EXERCISE GOAL
Each line of the data below that holds the word "WITH" is to be reported in full.

SOURCE RECORDS
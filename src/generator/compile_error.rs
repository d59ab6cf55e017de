use thiserror::Error;

/// Failure raised while turning a command tree into query text.
///
/// Compilation is all-or-nothing: any error aborts the whole tree and no
/// partial text is returned.
#[derive(Debug, Clone, PartialEq, Eq, Error)]
pub enum CompileError {
    /// The node has no translation in the target dialect.
    #[error("unsupported construct: {0}")]
    UnsupportedConstruct(String),

    /// No strategy could build the key predicate of a returning clause.
    #[error("missing value for key member '{member}' in table '{table}'")]
    MissingKeyValue { table: String, member: String },

    /// Empty or malformed input at a public entry point.
    #[error("invalid argument: {0}")]
    InvalidArgument(String),

    /// An internal contract between compiler stages was broken.
    #[error("invalid compiler state: {0}")]
    InvalidState(String),

    /// The catalog document could not be read or understood.
    #[error("catalog error: {0}")]
    Catalog(String),
}

pub type CompileResult<T> = Result<T, CompileError>;

impl CompileError {
    pub fn unsupported(what: impl Into<String>) -> Self {
        CompileError::UnsupportedConstruct(what.into())
    }

    pub fn invalid_argument(what: impl Into<String>) -> Self {
        CompileError::InvalidArgument(what.into())
    }

    pub fn invalid_state(what: impl Into<String>) -> Self {
        CompileError::InvalidState(what.into())
    }
}

#[cfg(test)]
mod tests {
    use super::*;

    #[test]
    fn messages_name_the_problem() {
        let e = CompileError::MissingKeyValue { table: "Win32_Process".into(), member: "Handle".into() };
        assert_eq!(e.to_string(), "missing value for key member 'Handle' in table 'Win32_Process'");
        assert_eq!(
            CompileError::unsupported("WITH TIES").to_string(),
            "unsupported construct: WITH TIES"
        );
    }
}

RESPONSE AREA
            CompileError::unsupported("WITH TIES").to_string(),
            "unsupported construct: WITH TIES"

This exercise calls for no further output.